US growth estimates for 2015 decline, and rightly so

Growth estimates for the full year are now diving to under 3% due to weakness in early Q2 data. Meanwhile the Federal Reserve is having difficulty deciphering what this means for interest rate policy. For now, however, policy divergence, remains the guiding storyline.

I am in the middle of some numbers crunching on data trends for output and personal consumption. At the most basic level, the trends are good. For example, if you look at the rolling 12-month GDP figures, through Q1 2015, the increase in real GDP in the US was 2.99% vs. 2.38% through Q4 2014, 2.70% through Q3 2014, 2.59% through Q2 2014 and 1.89% in the year ago period Q1 2014. 3% trend growth is a good number for an economy that many believe is beset by secular stagnation.

When you look at the same figures for personal consumption expenditures, they yield the same upbeat tone. PCE up 3.03% through last quarter, 2.85% through Q4, 2.67% through Q3, 2.37% through Q2 and 2.13% through Q1 2014. I look at PCE numbers as reflective of the underlying trend since consumption is the vast majority of GDP. And these figures show consumption growth increasing every quarter for the past four on a rolling 12-month basis.

If you add in record-low jobless claims numbers and 200,000+ additions to non-farm payrolls for well over a year, you can see the optimism from some circles. The US economy had clearly accelerated at some point in the last twelve months. The problem is the recent deceleration. Economists are now projecting 2.4% growth in 2015, down from 3.2% that was projected at the end of Q1. Much of this comes from the fact that Q2 data have been weak. The Atlanta Fed’s nowcast is trending at 0.9% so far, for example.

Clearly two consecutive quarters of weaker consumption growth would be what should make forecasters concerned. And we haven’t seen that yet. Q4 2014 PCE growth was 4.4%, while Q1 was a weak 1.9% and the Atlanta Fed is projecting 2.6% for Q2. So it isn’t clear to me where the economy is. I think it has weakened and that bond yields will follow that weakness. But we could yet see a revival in consumption that keeps the economy moving along into 2016. The key will be the evolution of the oil market.

Investors are fixated on oil production levels, numbers somewhat manufactured in the US by the EIA. Drilling rig count has declined rapidly, and so people are looking for the payoff for when oil flow declines because they see the excess supply as being a US phenomenon due to increased production from tight oil formations. The truth of course is that, now that oil prices have fallen, companies have to produce more to maintain revenue against their fixed costs and that means that it is not just the US where excess supply is coming online. We are seeing it in Canada, Russia, Saudi Arabia and everywhere else in between.
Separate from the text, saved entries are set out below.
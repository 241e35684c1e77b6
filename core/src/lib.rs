// src/lib.rs

//! Brook: a lazy, pull-driven sequence engine for Rust.
//!
//! Brook lets you describe chains of sequence operators that only run when a
//! terminal operation demands a result, with features like:
//!  - Finite sources and unbounded generators behind one facade.
//!  - A demand-driven producer/consumer/handle protocol with cooperative,
//!    exactly-once cancellation.
//!  - Null-valued positions as first-class elements, dropped only by the
//!    default terminal view.
//!  - Per-element error capture with a pluggable per-chain hook that can
//!    resume, cancel, or abort.
//!  - Unbounded-sequence protection: operators that must drain their input
//!    fail fast instead of hanging.

// Declare modules according to the planned structure
pub mod error;
pub mod maybe;
pub mod ops;
pub mod protocol;
pub mod seq;
pub mod source;

// --- Re-exports for the Public API ---

// Core types that users will interact with frequently
pub use crate::error::{BrookError, BrookResult};
pub use crate::maybe::Maybe;
pub use crate::protocol::{BoxConsumer, BoxHandle, ChainControl, Consumer, Demand, ErrorControl, Handle, Producer};

// The main facade and its helper types
pub use crate::ops::cast::AnyValue;
pub use crate::seq::{Brook, Elements, ErrorHook, Positions};

// Source-level knobs
pub use crate::source::DROP_BUDGET;

/*
    Core Workflow:
    1. Build a chain: `Brook::of([1, 2, 3])`, `Brook::of_nullable(...)` or
       `Brook::generate(...)` for an unbounded source.
    2. Stack operators: `.filter(..)`, `.map(..)`, `.flat_map(..)`,
       `.limit(..)`, `.distinct()`, `.sorted()`, ...
    3. Optionally register an error hook with `.on_error(..)` (or
       `.assert_no_error()` to fail hard on the first element error).
    4. Consume through a terminal: `.collect()?`, `.first()?`, `.size()?`,
       `.reduce(..)?`, `.iter()`, ...
    Nothing runs before step 4, and every terminal call re-evaluates the
    chain from its source.
*/
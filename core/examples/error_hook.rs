// brook_core/examples/error_hook.rs

use anyhow::anyhow;
use brook::{Brook, BrookError, ErrorControl};
use tracing::{info, warn};

fn parse_header(line: &str) -> anyhow::Result<u32> {
  line
    .split(':')
    .next_back()
    .and_then(|field| field.trim().parse().ok())
    .ok_or_else(|| anyhow!("malformed header line: {line:?}"))
}

fn main() -> Result<(), BrookError> {
  tracing_subscriber::fmt().with_max_level(tracing::Level::INFO).init();

  info!("--- Error Hook Example ---");

  let lines = Brook::of(["size: 10", "size: 20", "oops", "size: 40"]);

  // Without a hook, a failing element is traced, becomes an absent
  // position, and the chain keeps going.
  let lenient = lines.try_map(parse_header);
  info!("lenient parse: {:?}", lenient.collect()?);

  // A hook observes each failure and can cancel the chain cleanly.
  let until_first_failure = lines
    .on_error(|error| {
      warn!("stopping at first bad line: {error}");
      ErrorControl::Cancel
    })
    .try_map(parse_header);
  info!("prefix before failure: {:?}", until_first_failure.collect()?);

  // Or substitute a default for every failed position instead.
  let defaulted = lines.try_map(parse_header).fill_absent(|| 0);
  info!("defaulted parse: {:?}", defaulted.collect()?);

  // assert_no_error turns the first failure into a hard error.
  let strict = lines.assert_no_error().try_map(parse_header);
  match strict.collect() {
    Ok(values) => info!("strict parse: {values:?}"),
    Err(error) => warn!("strict parse failed: {error}"),
  }

  Ok(())
}
//! Facility position listing.

use serde::Serialize;
use tabled::Tabled;
use vccs_core::{Facility, Position};

use crate::cli::GlobalOpts;
use crate::config;
use crate::error::CliError;
use crate::output;

#[derive(Serialize)]
struct PositionInfo {
    facility: String,
    callsign: String,
    label: String,
    frequency: Option<u64>,
    lines: usize,
    trunks: Vec<String>,
}

impl PositionInfo {
    fn new(facility: &Facility, position: &Position) -> Self {
        Self {
            facility: facility.id.clone(),
            callsign: position.cs.clone(),
            label: position.label.clone(),
            frequency: position.frequency,
            lines: position.lines.iter().filter_map(|slot| slot.line()).count(),
            trunks: position
                .dial_codes
                .iter()
                .flat_map(|table| table.keys().cloned())
                .collect(),
        }
    }
}

// ── Table row ───────────────────────────────────────────────────────

#[derive(Tabled)]
struct PositionRow {
    #[tabled(rename = "Facility")]
    facility: String,
    #[tabled(rename = "Callsign")]
    callsign: String,
    #[tabled(rename = "Label")]
    label: String,
    #[tabled(rename = "Freq (MHz)")]
    frequency: String,
    #[tabled(rename = "Lines")]
    lines: usize,
    #[tabled(rename = "Trunks")]
    trunks: String,
}

impl From<&PositionInfo> for PositionRow {
    fn from(p: &PositionInfo) -> Self {
        Self {
            facility: p.facility.clone(),
            callsign: p.callsign.clone(),
            label: p.label.clone(),
            frequency: p.frequency.map(format_mhz).unwrap_or_default(),
            lines: p.lines,
            trunks: p.trunks.join(", "),
        }
    }
}

fn format_mhz(hz: u64) -> String {
    format!("{}.{:03}", hz / 1_000_000, (hz / 1_000) % 1_000)
}

// ── Handler ─────────────────────────────────────────────────────────

pub async fn handle(global: &GlobalOpts) -> Result<(), CliError> {
    let (facility, _) = config::load_facility(global).await?;

    let infos: Vec<PositionInfo> = facility
        .all_positions()
        .into_iter()
        .map(|(owner, position)| PositionInfo::new(owner, position))
        .collect();

    let out = output::render_list(global.output, &infos, |p| PositionRow::from(p), |p| {
        p.callsign.clone()
    })?;
    output::print_output(&out, global.quiet);
    Ok(())
}

#[cfg(test)]
mod tests {
    use super::*;

    #[test]
    fn frequency_renders_in_mhz() {
        assert_eq!(format_mhz(127_800_000), "127.800");
        assert_eq!(format_mhz(118_025_000), "118.025");
    }
}
//! Config subcommand handlers.

use std::fmt::Write;

use dialoguer::{Confirm, Input};
use serde::Serialize;
use tabled::Tabled;

use crate::cli::{ConfigArgs, ConfigCommand, GlobalOpts};
use crate::config::{self, Config, Profile};
use crate::error::CliError;
use crate::output;

// ── Helpers ─────────────────────────────────────────────────────────

/// Format config as TOML-like text for display.
fn format_config(cfg: &Config) -> String {
    let mut out = String::new();

    if let Some(ref default) = cfg.default_profile {
        let _ = writeln!(out, "default_profile = \"{default}\"");
    }
    let d = &cfg.defaults;
    let _ = writeln!(out);
    let _ = writeln!(out, "[defaults]");
    let _ = writeln!(out, "output = \"{}\"", d.output);
    let _ = writeln!(out, "color = \"{}\"", d.color);
    let _ = writeln!(out, "reconnect_interval_ms = {}", d.reconnect_interval_ms);
    let _ = writeln!(out, "connect_timeout_ms = {}", d.connect_timeout_ms);
    let _ = writeln!(out, "sync_delay_ms = {}", d.sync_delay_ms);
    let _ = writeln!(out, "debounce_ms = {}", d.debounce_ms);
    let _ = writeln!(out, "strict_override = {}", d.strict_override);

    for (name, p) in &cfg.profiles {
        let _ = writeln!(out);
        let _ = writeln!(out, "[profiles.{name}]");
        let _ = writeln!(out, "backend = \"{}\"", p.backend);
        let _ = writeln!(out, "facilities = \"{}\"", p.facilities);
        if !p.positions.is_empty() {
            let _ = writeln!(out, "positions = {:?}", p.positions);
        }
        if let Some(ms) = p.reconnect_interval_ms {
            let _ = writeln!(out, "reconnect_interval_ms = {ms}");
        }
        if let Some(ms) = p.sync_delay_ms {
            let _ = writeln!(out, "sync_delay_ms = {ms}");
        }
        if let Some(ms) = p.debounce_ms {
            let _ = writeln!(out, "debounce_ms = {ms}");
        }
        if let Some(strict) = p.strict_override {
            let _ = writeln!(out, "strict_override = {strict}");
        }
    }

    out
}

/// Map a dialoguer / interactive I/O failure into CliError.
fn prompt_err(e: impl std::fmt::Display) -> CliError {
    CliError::Validation {
        field: "interactive".into(),
        reason: format!("prompt failed: {e}"),
    }
}

fn prompt(label: &str, default: &str) -> Result<String, CliError> {
    Input::new()
        .with_prompt(label)
        .default(default.to_owned())
        .interact_text()
        .map_err(prompt_err)
}

#[derive(Serialize)]
struct ProfileSummary {
    name: String,
    default: bool,
    backend: String,
    facilities: String,
    positions: Vec<String>,
}

#[derive(Tabled)]
struct ProfileRow {
    #[tabled(rename = "")]
    marker: &'static str,
    #[tabled(rename = "Profile")]
    name: String,
    #[tabled(rename = "Backend")]
    backend: String,
    #[tabled(rename = "Facilities")]
    facilities: String,
    #[tabled(rename = "Positions")]
    positions: String,
}

impl From<&ProfileSummary> for ProfileRow {
    fn from(p: &ProfileSummary) -> Self {
        Self {
            marker: if p.default { "*" } else { "" },
            name: p.name.clone(),
            backend: p.backend.clone(),
            facilities: p.facilities.clone(),
            positions: p.positions.join(", "),
        }
    }
}

// ── Handler ─────────────────────────────────────────────────────────

pub fn handle(args: ConfigArgs, global: &GlobalOpts) -> Result<(), CliError> {
    match args.command {
        // ── Init: interactive wizard ────────────────────────────────
        ConfigCommand::Init => {
            let config_path = config::config_path();
            eprintln!("vccs configuration wizard");
            eprintln!("   Config path: {}\n", config_path.display());

            let mut cfg = config::load_config()?;

            let profile_name = prompt("Profile name", "default")?;
            let backend = prompt("Backend websocket URL", "ws://127.0.0.1:9002")?;
            let facilities = prompt("Facility document (path or URL)", "facilities.json")?;
            let positions: String = Input::new()
                .with_prompt("Startup positions (comma-separated, primary first)")
                .allow_empty(true)
                .interact_text()
                .map_err(prompt_err)?;

            let mut profile = Profile::new(backend, facilities);
            profile.positions = positions
                .split(',')
                .map(str::trim)
                .filter(|cs| !cs.is_empty())
                .map(str::to_owned)
                .collect();

            // validate before writing
            vccs_config::profile_to_session_config(&profile, &cfg.defaults)?;

            if cfg.profiles.contains_key(&profile_name) {
                let overwrite = Confirm::new()
                    .with_prompt(format!("Profile '{profile_name}' exists. Overwrite?"))
                    .default(false)
                    .interact()
                    .map_err(prompt_err)?;
                if !overwrite {
                    return Ok(());
                }
            }

            cfg.profiles.insert(profile_name.clone(), profile);
            if cfg.profiles.len() == 1 {
                cfg.default_profile = Some(profile_name.clone());
            }
            let path = config::save_config(&cfg)?;

            eprintln!("\n✓ Configuration written to {}", path.display());
            eprintln!("  Profile: {profile_name}");
            eprintln!("\n  Test it: vccs positions --profile {profile_name}");
            Ok(())
        }

        // ── Show ────────────────────────────────────────────────────
        ConfigCommand::Show => {
            let cfg = config::load_config()?;
            let out = output::render_single(global.output, &cfg, format_config, |_| {
                config::config_path().display().to_string()
            })?;
            output::print_output(&out, global.quiet);
            Ok(())
        }

        // ── Path ────────────────────────────────────────────────────
        ConfigCommand::Path => {
            output::print_output(&config::config_path().display().to_string(), global.quiet);
            Ok(())
        }

        // ── Profiles ────────────────────────────────────────────────
        ConfigCommand::Profiles => {
            let cfg = config::load_config()?;
            let active = config::active_profile_name(global, &cfg);
            let summaries: Vec<ProfileSummary> = cfg
                .profiles
                .iter()
                .map(|(name, p)| ProfileSummary {
                    name: name.clone(),
                    default: *name == active,
                    backend: p.backend.clone(),
                    facilities: p.facilities.clone(),
                    positions: p.positions.clone(),
                })
                .collect();

            if summaries.is_empty() && !global.quiet {
                eprintln!("No profiles configured. Create one with: vccs config init");
                return Ok(());
            }
            let out = output::render_list(
                global.output,
                &summaries,
                |p| ProfileRow::from(p),
                |p| p.name.clone(),
            )?;
            output::print_output(&out, global.quiet);
            Ok(())
        }

        // ── Use <name> ──────────────────────────────────────────────
        ConfigCommand::Use { name } => {
            let mut cfg = config::load_config()?;
            if !cfg.profiles.contains_key(&name) {
                let available = cfg.profiles.keys().cloned().collect::<Vec<_>>().join(", ");
                return Err(CliError::ProfileNotFound { name, available });
            }
            cfg.default_profile = Some(name.clone());
            config::save_config(&cfg)?;
            if !global.quiet {
                eprintln!("✓ Default profile set to '{name}'");
            }
            Ok(())
        }
    }
}

#[cfg(test)]
mod tests {
    use super::*;

    #[test]
    fn formatted_config_lists_profiles() {
        let mut cfg = Config::default();
        let mut profile = Profile::new("ws://127.0.0.1:9002", "zoa.json");
        profile.positions = vec!["OAK_40_CTR".into()];
        profile.debounce_ms = Some(20);
        cfg.profiles.insert("zoa".into(), profile);

        let text = format_config(&cfg);
        assert!(text.contains("[profiles.zoa]"));
        assert!(text.contains("backend = \"ws://127.0.0.1:9002\""));
        assert!(text.contains("positions = [\"OAK_40_CTR\"]"));
        assert!(text.contains("debounce_ms = 20"));
        assert!(text.contains("sync_delay_ms = 4000"));
    }
}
In the second half of the year, this scenario is going to come to a head – and the direction it takes will have a meaningful impact on the course of US GDP growth because we are going to see market death for a number of competitors or a real stabilization in prices.

The Fed has a quandary then. Its bias is toward tightening and it is looking for an excuse to raise rates at least once, if only to test its tools for dealing with raising rates with so many excess reserves in the system. But, as a testament to the Fed’s data-based approach and the lack of forward guidance, even the dovish Charles Evans of Chicago is saying that “I think we are going to go meeting-by-meeting to make that decision” on a rate hike. He says that if Q1 bad data were temporary and inflation were poised to go up “you could imagine a case being made for a rate increase in June”. This is what a man who wants rate hikes only starting in 2016 at the soonest is saying. That tells you that the bias is toward raising rates then.
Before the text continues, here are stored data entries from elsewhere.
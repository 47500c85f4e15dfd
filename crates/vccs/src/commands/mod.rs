//! Command dispatch: bridges CLI args -> session / offline engine -> output.

pub mod config_cmd;
pub mod dial;
pub mod directory;
pub mod positions;
pub mod run;

use crate::cli::{Command, GlobalOpts};
use crate::error::CliError;

/// Dispatch a facility- or backend-bound command to its handler.
pub async fn dispatch(cmd: Command, global: &GlobalOpts) -> Result<(), CliError> {
    match cmd {
        Command::Run(args) => run::handle(args, global).await,
        Command::Directory(args) => directory::handle(args, global).await,
        Command::Dial(args) => dial::handle(args, global).await,
        Command::Positions => positions::handle(global).await,
        Command::Config(_) | Command::Completions(_) => Err(CliError::Internal(
            "config and completions are handled before dispatch".into(),
        )),
    }
}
For now, then, policy divergence is still the storyline, with the US in a tightening mode and every other major central bank neutral to loosening. The Atlanta Fed GDPNow model was yielding a 2.3% annualized GDP growth forecast at this time last quarter before cold weather and poor data caused the forecast to plunge to 0.1%. That means the 0.9% number is relatively meaningless in terms of what eventually happens in Q2. It is just telling us that the data thus far have been weak and that the Fed should use these data to gauge whether to raise rates.

I am still in the camp that says the decline in oil prices has shifted income to those with a greater marginal propensity to consume. And so I expect personal consumption to revive from its 1.9% annualized figure from Q1. I don’t expect things to revive as they did in 2014, however. The pace of growth has weakened, rolling 12-month GDP and consumption growth figures will begin to decline, and long-term bond yields will come to reflect this weakness whether or not the Fed raises rates.